Of course I can also imagine a two-dialog use case:

plugin pops up a first dialog (e.g., search COD for specific elements)
- this would also work for authentication cases
second dialog comes up with the data table
user selects data to download / filter / process, etc.

matterhorn103 · September 3, 2025, 12:25pm

If it’s easy to write it in such a way that you have the option, then being able to use either possibility would be nice for sure. The logic behind columnar format is that it’s the way pandas and polars dataframes are structured, making column-wise export more ergonomic and more efficient, and it’s also how CJSON is structured. I feel like it’d also be easier to infer the type of each column when the data’s in columns.

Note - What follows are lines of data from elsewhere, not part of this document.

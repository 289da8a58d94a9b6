// SPDX-License-Identifier: Unlicense
// SPDX-FileCopyrightText: Authored by Matteo Zapparoli in 2021

//! Internal macros.

/// Implements [`Error`](std::error::Error) trait either in `std` or `core`.
///
/// This macro is used to implement appropriate [`Error`](std::error::Error)
/// trait, either in `core` or `std`, depending on the configuration.
macro_rules! impl_error_impl {
    ($type:ty { $($tokens:tt)* }) => {
        #[cfg(feature = "std")]
        #[cfg_attr(feature = "unstable", doc(cfg(all())))]
        impl std::error::Error for $type {
            $($tokens)*
        }
        #[cfg(all(not(feature = "std"), zedmeehash_error_in_core = "stable"))]
        impl core::error::Error for $type {
            $($tokens)*
        }
    }
}
pub(crate) use impl_error_impl as impl_error;

/// Leaves a trace record through the `log` facade.
///
/// Without the `log` feature, this macro is expanded to nothing
/// (and its arguments are not evaluated).
#[doc(alias = "trace_log")]
macro_rules! trace_log_impl {
    ($($arg: tt)+) => {
        cfg_if::cfg_if! {
            if #[cfg(feature = "log")] {
                log::trace!(target: "zedmeehash", $($arg)+);
            }
        }
    };
}
pub(crate) use trace_log_impl as trace_log;

mod tests;
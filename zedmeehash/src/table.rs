// SPDX-License-Identifier: Unlicense
// SPDX-FileCopyrightText: Authored by Matteo Zapparoli in 2021

//! Substitution tables used by the hash functions.

use core::ops::Index;

use crate::internal_generators::{Lfsr113, Lfsr258};
use crate::macros::{impl_error, trace_log};

/// The number of entries in a table.
///
/// The index of a table is always computed modulo this value.
pub const TABLE_SIZE: usize = 256;

/// The error type for converting a slice into a table.
///
/// It holds the length of the rejected slice.
#[derive(Debug, Clone, Copy, PartialEq, Eq)]
pub struct TableSizeError(pub(crate) usize);

impl TableSizeError {
    /// Returns the length of the slice which could not be converted.
    pub fn slice_len(&self) -> usize {
        self.0
    }
}

impl core::fmt::Display for TableSizeError {
    fn fmt(&self, f: &mut core::fmt::Formatter<'_>) -> core::fmt::Result {
        write!(
            f,
            "a table must have exactly {} entries (got {})",
            TABLE_SIZE, self.0
        )
    }
}

impl_error! { TableSizeError {} }

/// Template to implement everything common between [`Table32`] and [`Table64`].
#[doc(alias = "table")]
macro_rules! table_impl {
    ($name: ident, $word: ty, $lfsr: ty, $seeds: expr) => {
        impl $name {
            /// The number of seeds to generate a table.
            pub const SEEDS: usize = $seeds;

            /// Generates a table from the seeds.
            ///
            /// This is a pure function: the same seeds always generate
            /// the same table.  Any seed value is accepted (seeds lower than
            /// the generator's floors are corrected, not rejected).
            ///
            /// Since this is a `const fn`, a table can be generated
            /// on the compilation.
            pub const fn new(seeds: [$word; $seeds]) -> Self {
                Self::from_generator(<$lfsr>::new(seeds))
            }

            /// Takes the next [`TABLE_SIZE`] outputs of the generator.
            pub(crate) const fn from_generator(generator: $lfsr) -> Self {
                let mut generator = generator;
                let mut table = [0; TABLE_SIZE];
                let mut i = 0;
                while i < TABLE_SIZE {
                    generator = generator.step();
                    table[i] = generator.output();
                    i += 1;
                }
                Self(table)
            }

            /// Wraps raw table entries.
            pub const fn from_array(table: [$word; TABLE_SIZE]) -> Self {
                Self(table)
            }

            /// Returns the raw table entries.
            #[inline]
            pub const fn as_array(&self) -> &[$word; TABLE_SIZE] {
                &self.0
            }

            /// Unwraps the raw table entries.
            pub fn into_inner(self) -> [$word; TABLE_SIZE] {
                self.0
            }

            /// Returns the entry at the given index.
            ///
            /// Every [`u8`] is a valid index.
            #[inline(always)]
            pub const fn get(&self, index: u8) -> $word {
                self.0[index as usize]
            }

            /// Returns an iterator over the entries.
            pub fn iter(&self) -> core::slice::Iter<'_, $word> {
                self.0.iter()
            }
        }

        impl Index<u8> for $name {
            type Output = $word;

            #[inline(always)]
            fn index(&self, index: u8) -> &$word {
                &self.0[index as usize]
            }
        }

        impl AsRef<[$word]> for $name {
            fn as_ref(&self) -> &[$word] {
                &self.0
            }
        }

        impl From<[$word; TABLE_SIZE]> for $name {
            fn from(table: [$word; TABLE_SIZE]) -> Self {
                Self(table)
            }
        }

        impl From<$name> for [$word; TABLE_SIZE] {
            fn from(table: $name) -> Self {
                table.0
            }
        }

        impl TryFrom<&[$word]> for $name {
            type Error = TableSizeError;

            /// Copies the entries from a slice of exactly [`TABLE_SIZE`] elements.
            fn try_from(value: &[$word]) -> Result<Self, Self::Error> {
                <[$word; TABLE_SIZE]>::try_from(value)
                    .map(Self)
                    .map_err(|_| TableSizeError(value.len()))
            }
        }

        impl<'a> IntoIterator for &'a $name {
            type Item = &'a $word;
            type IntoIter = core::slice::Iter<'a, $word>;

            fn into_iter(self) -> Self::IntoIter {
                self.iter()
            }
        }
    };
}

// grcov-excl-br-start:STRUCT_MEMBER

/// A table of 256 32-bit words for [`hash32()`](crate::hash32()).
///
/// It is generated from four seeds by LFSR113
/// (see [`Lfsr113`](crate::internal_generators::Lfsr113)).
///
/// # Example
///
/// ```
/// use zedmeehash::Table32;
///
/// let table = Table32::new([0xB8F09159, 0x69C2A8E9, 0x40B732C7, 0xAE597B8B]);
/// assert_eq!(table[0], 0x968A2902);
/// assert_eq!(&table, zedmeehash::init_default_table32());
///
/// // A table can be also made from raw entries.
/// let entries: Vec<u32> = (0..256).collect();
/// let table = Table32::try_from(entries.as_slice()).unwrap();
/// assert_eq!(table.get(0xff), 0xff);
/// assert!(Table32::try_from(&entries[1..]).is_err());
/// ```
#[derive(Debug, Clone, PartialEq, Eq, Hash)]
pub struct Table32([u32; TABLE_SIZE]);

/// A table of 256 64-bit words for [`hash64()`](crate::hash64()).
///
/// It is generated from five seeds by LFSR258
/// (see [`Lfsr258`](crate::internal_generators::Lfsr258)).
///
/// # Example
///
/// ```
/// use zedmeehash::Table64;
///
/// let table = Table64::new([
///     0x3964D44B4DE22DC3, 0xF509942DD52B6A13, 0x1E5499BE8734977F,
///     0x759712F4EAA664EE, 0xCA2E28643E732272,
/// ]);
/// assert_eq!(table[0], 0xB6D80CADF591350B);
/// assert_eq!(&table, zedmeehash::init_default_table64());
/// ```
#[derive(Debug, Clone, PartialEq, Eq, Hash)]
pub struct Table64([u64; TABLE_SIZE]);

// grcov-excl-br-stop

table_impl!(Table32, u32, Lfsr113, 4);
table_impl!(Table64, u64, Lfsr258, 5);

/// Generates a 32-bit table from four seeds.
///
/// This is the same as [`Table32::new()`] except that it is not `const` and
/// leaves a trace record (with the `log` feature) when a seed is corrected.
pub fn generate_table32(seed1: u32, seed2: u32, seed3: u32, seed4: u32) -> Table32 {
    let seeds = [seed1, seed2, seed3, seed4];
    let generator = Lfsr113::new(seeds);
    if generator.seeds() != seeds {
        trace_log!(
            "LFSR113 seeds raised to their floors: {:08x?} -> {:08x?}",
            seeds,
            generator.seeds()
        );
    }
    Table32::from_generator(generator)
}

/// Generates a 64-bit table from five seeds.
///
/// This is the same as [`Table64::new()`] except that it is not `const` and
/// leaves a trace record (with the `log` feature) when a seed is corrected.
pub fn generate_table64(seed1: u64, seed2: u64, seed3: u64, seed4: u64, seed5: u64) -> Table64 {
    let seeds = [seed1, seed2, seed3, seed4, seed5];
    let generator = Lfsr258::new(seeds);
    if generator.seeds() != seeds {
        trace_log!(
            "LFSR258 seeds raised to their floors: {:016x?} -> {:016x?}",
            seeds,
            generator.seeds()
        );
    }
    Table64::from_generator(generator)
}
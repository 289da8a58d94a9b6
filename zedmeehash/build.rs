// SPDX-License-Identifier: Unlicense
// SPDX-FileCopyrightText: Authored by Matteo Zapparoli in 2021

extern crate version_check as rustc;

fn main() {
    // Avoid unnecessary rebuilding.
    println!("cargo:rerun-if-changed=build.rs");

    // Custom cfgs are declared only where Cargo understands the key.
    if rustc::is_min_version("1.80.0").unwrap_or(false) {
        println!("cargo:rustc-check-cfg=cfg(zedmeehash_error_in_core, values(\"stable\", \"fallback\"))");
        println!("cargo:rustc-check-cfg=cfg(zedmeehash_tests_without_debug_assertions)");
    }

    // Trait: core::error::Error
    // error_in_core: 1.65-1.80 ("error_in_core" unstable feature; not to support)
    // error_in_core: 1.81-     (stable)
    if rustc::is_min_version("1.81.0").unwrap_or(false) {
        println!("cargo:rustc-cfg=zedmeehash_error_in_core=\"stable\"");
    } else {
        println!("cargo:rustc-cfg=zedmeehash_error_in_core=\"fallback\"");
    }
}
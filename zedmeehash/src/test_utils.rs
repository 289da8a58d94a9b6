// SPDX-License-Identifier: Unlicense
// SPDX-FileCopyrightText: Authored by Matteo Zapparoli in 2021
// grcov-excl-br-start

//! Utilities shared by the unit tests.

#![cfg(any(test, doc))]


/// Testing function for [`Eq`] + [`Clone`].
///
/// It also requires [`core::fmt::Debug`] for assertion.
pub(crate) fn test_auto_clone<T: Clone + Eq + core::fmt::Debug>(orig_value: &T) {
    let mut cloned: T = orig_value.clone();
    assert_eq!(*orig_value, cloned);
    cloned.clone_from(orig_value);
    assert_eq!(*orig_value, cloned);
}

/// Testing function for [`Debug`](core::fmt::Debug) (for coverage).
pub(crate) fn cover_auto_debug<T: core::fmt::Debug>(value: &T) {
    let _ = format!("{:?}", value);
}

/// Runs a test macro once for each type in the list.
#[doc(alias = "test_for_each_type")]
macro_rules! test_for_each_type_impl {
    ($test: ident, []) => {};
    ($test: ident, [$ty: ty]) => {
        loop {
            $test!($ty);
            break;
        }
    };
    ($test: ident, [$ty: ty, $($rest: ty),+]) => {
        $crate::test_utils::test_for_each_type!($test, [$ty]);
        $crate::test_utils::test_for_each_type!($test, [$($rest),+]);
    };
    ($test: ident, [$ty: ty,]) => {
        $crate::test_utils::test_for_each_type!($test, [$ty]);
    };
}

/// Asserts that two references point to the same object.
///
/// Equal values are not enough: default tables must not be copied
/// on each initialization.
#[doc(alias = "assert_same_object")]
macro_rules! assert_same_object_impl {
    ($a: expr, $b: expr) => {
        assert!(core::ptr::eq($a, $b), "{} and {} are different objects", stringify!($a), stringify!($b))
    };
}

pub(crate) use assert_same_object_impl as assert_same_object;
pub(crate) use test_for_each_type_impl as test_for_each_type;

Yeah, agreed, the strings suggestion was purely for the Avogadro-plugin communication interface; I think it’d be pretty much essential to parse them into appropriate types for the table itself, for that exact reason.

That’d be really nice!

Sure, that would be a possibility. If Avogadro provides search and sort functionality it could be hard to reliably keep track of indices, though. It’s also a shame not to use an appropriate ID-like field to identify rows if there’s one present. It might be interesting to know that polars by design does not use indices and the user guide gives some insights as to why the use of indices can be bad. Plugins could be required to include an explicit unique index column in the data rather than relying on positions.

matterhorn103 · September 3, 2025, 1:18pm

Delimited text would be the most straightforward, I suppose?

For reference, the output formats pandas and polars have in common are CSV and JSON for plain text formats and Excel and Parquet for binary formats.

All four have their disadvantages. The nicest and fastest is Parquet, but that would mean adding dependencies.

The CSV support makes producing delimited text fairly easy I guess as the CSV methods of the dataframe libraries can be (ab)used to create and read it, e.g. by specifying tab as both the delimiter and line terminator. And actually even the stdlib csv module can do that.

I can see the disadvantage of delimited text being that it might in tricky situations have to be manually prepared by iterating over the data, which’d be pretty inefficient for large datasets. Since control characters are not allowed in JSON strings there’d end up being a lot of backslash escapes going on as well.

The advantage of delimited text is that you could have quite a strict specification IMO, so I would go in the opposite direction to what you suggest and require a specific delimiter I think; ideally we’d want one of the ASCII delimiter control characters.

CSV more generally does pose various challenges, one of which being that many languages/locales use the comma for the decimal separator rather than the period.